* TASK ITEM
Scan the entries below. Report each line where the string "unwrap" occurs.

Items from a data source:
---

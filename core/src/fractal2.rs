use crate::NoiseField;
use crate::error::{EngineError, Result};

pub const DEFAULT_PERSISTENCE: f64 = 0.5;
pub const DEFAULT_LACUNARITY: f64 = 2.0;

// Fractional Brownian motion: octaves of one noise field summed with
// decaying amplitude and growing frequency, normalized back to [−1, 1]
pub struct Fbm {
    field: Box<dyn NoiseField>,
    octaves: u32,
    persistence: f64, // amplitude scaling per octave
    lacunarity: f64,  // frequency scaling per octave
}

impl Fbm {
    pub fn new(field: Box<dyn NoiseField>, octaves: u32) -> Result<Self> {
        Self::with_params(field, octaves, DEFAULT_PERSISTENCE, DEFAULT_LACUNARITY)
    }

    pub fn with_params(
        field: Box<dyn NoiseField>,
        octaves: u32,
        persistence: f64,
        lacunarity: f64,
    ) -> Result<Self> {
        if octaves == 0 {
            return Err(EngineError::invalid("octaves", "must be at least 1"));
        }
        if !(persistence.is_finite() && persistence > 0.0) {
            return Err(EngineError::invalid(
                "persistence",
                format!("must be a positive number, got {}", persistence),
            ));
        }
        if !(lacunarity.is_finite() && lacunarity > 0.0) {
            return Err(EngineError::invalid(
                "lacunarity",
                format!("must be a positive number, got {}", lacunarity),
            ));
        }

        Ok(Self {
            field,
            octaves,
            persistence,
            lacunarity,
        })
    }

    // Multi-octave value at (x, y), within [−1, 1].
    // Octaves whose amplitude underflows to zero or whose sampling point
    // leaves the finite range add nothing and are left out of the
    // normalization too.
    pub fn get(&self, x: f64, y: f64) -> f64 {
        let mut amplitude: f64 = 1.0;
        let mut freq = 1.0;
        let mut total = 0.0;
        let mut max_amp = 0.0; // sum of amplitudes actually used

        for _ in 0..self.octaves {
            let sx = x * freq;
            let sy = y * freq;
            let next_max = max_amp + amplitude;
            // the simplex skew adds the two coordinates, keep headroom for it
            let reach = 2.0 * (sx.abs() + sy.abs());
            if amplitude == 0.0
                || !amplitude.is_finite()
                || !next_max.is_finite()
                || !reach.is_finite()
            {
                break;
            }
            total += self.field.sample(sx, sy) * amplitude;
            max_amp = next_max;
            amplitude *= self.persistence;
            freq *= self.lacunarity;
        }

        if max_amp == 0.0 {
            return 0.0;
        }
        (total / max_amp).clamp(-1.0, 1.0)
    }
}

#[cfg(test)]
mod tests {
    use crate::error::EngineError;
    use crate::{NoiseField, Perlin2D, Simplex2D};

    use super::Fbm;

    // Constant field to check the normalization by hand
    struct Flat(f64);

    impl NoiseField for Flat {
        fn sample(&self, _x: f64, _y: f64) -> f64 {
            self.0
        }
    }

    #[test]
    fn fbm_rejects_zero_octaves() {
        let err = Fbm::new(Box::new(Perlin2D::new(1)), 0).err();
        assert!(matches!(
            err,
            Some(EngineError::InvalidParameter { name: "octaves", .. })
        ));
    }

    #[test]
    fn fbm_rejects_bad_persistence() {
        assert!(Fbm::with_params(Box::new(Perlin2D::new(1)), 3, 0.0, 2.0).is_err());
        assert!(Fbm::with_params(Box::new(Perlin2D::new(1)), 3, f64::NAN, 2.0).is_err());
        assert!(Fbm::with_params(Box::new(Perlin2D::new(1)), 3, 0.5, -2.0).is_err());
    }

    #[test]
    fn fbm_normalizes_by_amplitude_sum() {
        // Every octave returns the max, so the normalized sum is exactly 1
        let f = Fbm::with_params(Box::new(Flat(1.0)), 6, 0.5, 2.0).unwrap();
        assert!((f.get(3.0, 4.0) - 1.0).abs() < 1e-12);

        let f = Fbm::with_params(Box::new(Flat(-0.5)), 3, 0.55, 2.1).unwrap();
        assert!((f.get(0.0, 0.0) + 0.5).abs() < 1e-12);
    }

    #[test]
    fn fbm_single_octave_matches_field() {
        let f = Fbm::new(Box::new(Perlin2D::new(11)), 1).unwrap();
        let p = Perlin2D::new(11);
        for &(x, y) in &[(0.25, 0.75), (12.3, -4.1), (1000.5, 3.3)] {
            assert_eq!(f.get(x, y).to_bits(), p.sample(x, y).to_bits());
        }
    }

    #[test]
    fn fbm_range_many_octaves() {
        let f = Fbm::with_params(Box::new(Simplex2D::new(0)), 8, 0.55, 2.1).unwrap();
        for i in 0..500 {
            let v = f.get(i as f64 * 0.37, i as f64 * -0.11);
            assert!((-1.0..=1.0).contains(&v));
        }
    }

    #[test]
    fn fbm_stays_finite_with_huge_octave_count() {
        // frequency overflows and amplitude underflows long before 1200
        let f = Fbm::new(Box::new(Perlin2D::new(1)), 1200).unwrap();
        for i in 0..200 {
            let v = f.get(i as f64 * 0.37 + 0.1, i as f64 * 0.23 + 5.0);
            assert!((-1.0..=1.0).contains(&v), "value {} out of range", v);
        }
    }

    #[test]
    fn fbm_stays_finite_with_huge_lacunarity() {
        let f = Fbm::with_params(Box::new(Perlin2D::new(3)), 3, 0.5, 1e200).unwrap();
        for i in 0..100 {
            let v = f.get(i as f64 * 1.7 + 0.3, i as f64 * 0.9 + 0.6);
            assert!((-1.0..=1.0).contains(&v), "value {} out of range", v);
        }
    }

    #[test]
    fn fbm_stays_finite_with_huge_persistence() {
        let f = Fbm::with_params(Box::new(Flat(1.0)), 10, 1e200, 2.0).unwrap();
        let v = f.get(0.5, 0.5);
        assert!((v - 1.0).abs() < 1e-12);
    }

    #[test]
    fn fbm_simplex_survives_frequency_overflow() {
        let f = Fbm::with_params(Box::new(Simplex2D::new(2)), 1200, 0.5, 2.0).unwrap();
        for i in 0..100 {
            let v = f.get(i as f64 * 0.51 + 0.2, i as f64 * 0.13 + 1.0);
            assert!((-1.0..=1.0).contains(&v), "value {} out of range", v);
        }
    }

    #[test]
    fn fbm_non_finite_input_is_flat() {
        let f = Fbm::new(Box::new(Perlin2D::new(1)), 4).unwrap();
        assert_eq!(f.get(f64::INFINITY, 0.0), 0.0);
    }

    #[test]
    fn fbm_determinism() {
        let a = Fbm::new(Box::new(Perlin2D::new(42)), 4).unwrap();
        let b = Fbm::new(Box::new(Perlin2D::new(42)), 4).unwrap();
        assert_eq!(a.get(5.5, 6.6).to_bits(), b.get(5.5, 6.6).to_bits());
    }
}
use std::fs;
use std::path::{Path, PathBuf};

use anyhow::{Context, Result};
use heightmap::{GeneratedHeightmap, HeightmapEngine, HeightmapRequest, Profile};
use rand::Rng;
use rayon::prelude::*;
use serde::{Deserialize, Serialize};

// Seeds for pre-generated pools come from [0, POOL_SEED_RANGE)
const POOL_SEED_RANGE: u64 = 1_000_000;

// What gets written to disk: the parameters needed to regenerate
// the map next to the map itself
#[derive(Debug, Serialize, Deserialize)]
pub struct MapRecord {
    pub seed: u64,
    pub size: usize,
    pub octaves: u32,
    pub scale: f64,
    pub island_density: f64,
    // stage flags and tunables; part of what fixes the output
    pub profile: Profile,
    pub pregenerated: bool,
    // row-major, size rows of size values
    pub height_map: Vec<Vec<f64>>,
}

impl MapRecord {
    pub fn new(request: &HeightmapRequest, result: GeneratedHeightmap) -> Self {
        Self {
            seed: result.resolved_seed,
            size: request.size,
            octaves: request.octaves,
            scale: request.scale(),
            island_density: request.island_density,
            profile: request.profile.clone(),
            pregenerated: false,
            height_map: result.heightmap.to_rows(),
        }
    }
}

pub fn write_record(path: &Path, record: &MapRecord) -> Result<()> {
    let json = serde_json::to_string(record)?;
    fs::write(path, json).with_context(|| format!("writing {}", path.display()))?;
    Ok(())
}

// Generate `count` maps from `template` with fresh random seeds,
// in parallel, one JSON file each. Returns the written paths.
pub fn run_batch(
    template: &HeightmapRequest,
    count: usize,
    out_dir: &Path,
) -> Result<Vec<PathBuf>> {
    fs::create_dir_all(out_dir).with_context(|| format!("creating {}", out_dir.display()))?;

    let mut rng = rand::thread_rng();
    let seeds: Vec<u64> = (0..count).map(|_| rng.gen_range(0..POOL_SEED_RANGE)).collect();
    log::info!("pre-generating {} maps", count);

    let engine = HeightmapEngine::new();
    seeds
        .par_iter()
        .enumerate()
        .map(|(i, &seed)| -> Result<PathBuf> {
            log::info!("[{}/{}] generating with seed {}", i + 1, count, seed);
            let request = template.clone().with_seed(seed);
            let result = engine.generate(&request)?;
            let mut record = MapRecord::new(&request, result);
            record.pregenerated = true;

            let path = out_dir.join(format!("map-{:03}-{}.json", i, seed));
            write_record(&path, &record)?;
            Ok(path)
        })
        .collect()
}
use crate::NoiseField;
use crate::perlin2::permutation_table;

// Single-octave 2D Simplex noise.
// Simplex divides space into triangles rather than squares,
// which gives better isotropy than the Perlin lattice.
pub struct Simplex2D {
    perm: [u8; 512],
}

// Gradient directions picked by hash % 12
const GRAD3: [(i8, i8); 12] = [
    (1, 1),
    (-1, 1),
    (1, -1),
    (-1, -1),
    (1, 0),
    (-1, 0),
    (0, 1),
    (0, -1),
    (1, 2),
    (-1, 2),
    (1, -2),
    (-1, -2),
];

impl Simplex2D {
    pub fn new(seed: u64) -> Self {
        Self {
            perm: permutation_table(seed ^ 0x1234_5678_9ABC_DEF0_u64),
        }
    }

    #[inline]
    fn dot(g: (i8, i8), x: f64, y: f64) -> f64 {
        (g.0 as f64) * x + (g.1 as f64) * y
    }

    // Falloff-weighted contribution of one simplex corner
    #[inline]
    fn corner(gi: usize, x: f64, y: f64) -> f64 {
        let t = 0.5 - x * x - y * y;
        if t > 0.0 {
            let t_sq = t * t;
            t_sq * t_sq * Self::dot(GRAD3[gi], x, y)
        } else {
            0.0
        }
    }

    // Raw 2D Simplex noise at (xin, yin), roughly [−1, 1]
    fn raw_noise(&self, xin: f64, yin: f64) -> f64 {
        const SQRT_3: f64 = 1.732_050_807_568_877_2;
        // Skew square cells into rhombi of equilateral triangles, and back
        const F2: f64 = 0.5 * (SQRT_3 - 1.0);
        const G2: f64 = (3.0 - SQRT_3) / 6.0;

        let s = (xin + yin) * F2;
        // Cell corner kept in floating point; integer sums overflow for huge inputs
        let i = (xin + s).floor();
        let j = (yin + s).floor();

        let t = (i + j) * G2;
        let x0 = xin - (i - t);
        let y0 = yin - (j - t);

        // Lower or upper triangle of the cell
        let (i1, j1) = if x0 > y0 { (1, 0) } else { (0, 1) };

        let x1 = x0 - i1 as f64 + G2;
        let y1 = y0 - j1 as f64 + G2;
        let x2 = x0 - 1.0 + 2.0 * G2;
        let y2 = y0 - 1.0 + 2.0 * G2;

        let ii = (i as i64 & 255) as usize;
        let jj = (j as i64 & 255) as usize;
        let gi0 = (self.perm[ii + self.perm[jj] as usize] as usize) % 12;
        let gi1 = (self.perm[ii + i1 + self.perm[jj + j1] as usize] as usize) % 12;
        let gi2 = (self.perm[ii + 1 + self.perm[jj + 1] as usize] as usize) % 12;

        let n0 = Self::corner(gi0, x0, y0);
        let n1 = Self::corner(gi1, x1, y1);
        let n2 = Self::corner(gi2, x2, y2);

        70.0 * (n0 + n1 + n2)
    }
}

impl NoiseField for Simplex2D {
    fn sample(&self, x: f64, y: f64) -> f64 {
        // the (1, 2) gradients can overshoot slightly
        self.raw_noise(x, y).clamp(-1.0, 1.0)
    }
}
// Map pixel index `i` of a `size`-wide grid linearly onto [−1, 1].
// Built from an integer numerator so mirrored pixels get exactly
// mirrored coordinates. A single pixel sits at the centre.
#[inline]
pub fn grid_coord(i: usize, size: usize) -> f64 {
    if size <= 1 {
        return 0.0;
    }
    let span = (size - 1) as f64;
    (2.0 * i as f64 - span) / span
}

// Cubic Hermite curve t²(3 − 2t); zero slope at both ends
#[inline]
pub fn smoothstep(t: f64) -> f64 {
    t * t * (3.0 - 2.0 * t)
}

// Round to the nearest multiple of `step`
#[inline]
pub fn quantize(value: f64, step: f64) -> f64 {
    (value / step).round() * step
}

---

* RESULT
        let f = Fbm::with_params(Box::new(Flat(1.0)), 6, 0.5, 2.0).unwrap();
        let f = Fbm::with_params(Box::new(Flat(-0.5)), 3, 0.55, 2.1).unwrap();
        let f = Fbm::new(Box::new(Perlin2D::new(11)), 1).unwrap();
        let f = Fbm::with_params(Box::new(Simplex2D::new(0)), 8, 0.55, 2.1).unwrap();
        let f = Fbm::new(Box::new(Perlin2D::new(1)), 1200).unwrap();
        let f = Fbm::with_params(Box::new(Perlin2D::new(3)), 3, 0.5, 1e200).unwrap();
        let f = Fbm::with_params(Box::new(Flat(1.0)), 10, 1e200, 2.0).unwrap();
        let f = Fbm::with_params(Box::new(Simplex2D::new(2)), 1200, 0.5, 2.0).unwrap();
        let f = Fbm::new(Box::new(Perlin2D::new(1)), 4).unwrap();
        let a = Fbm::new(Box::new(Perlin2D::new(42)), 4).unwrap();
        let b = Fbm::new(Box::new(Perlin2D::new(42)), 4).unwrap();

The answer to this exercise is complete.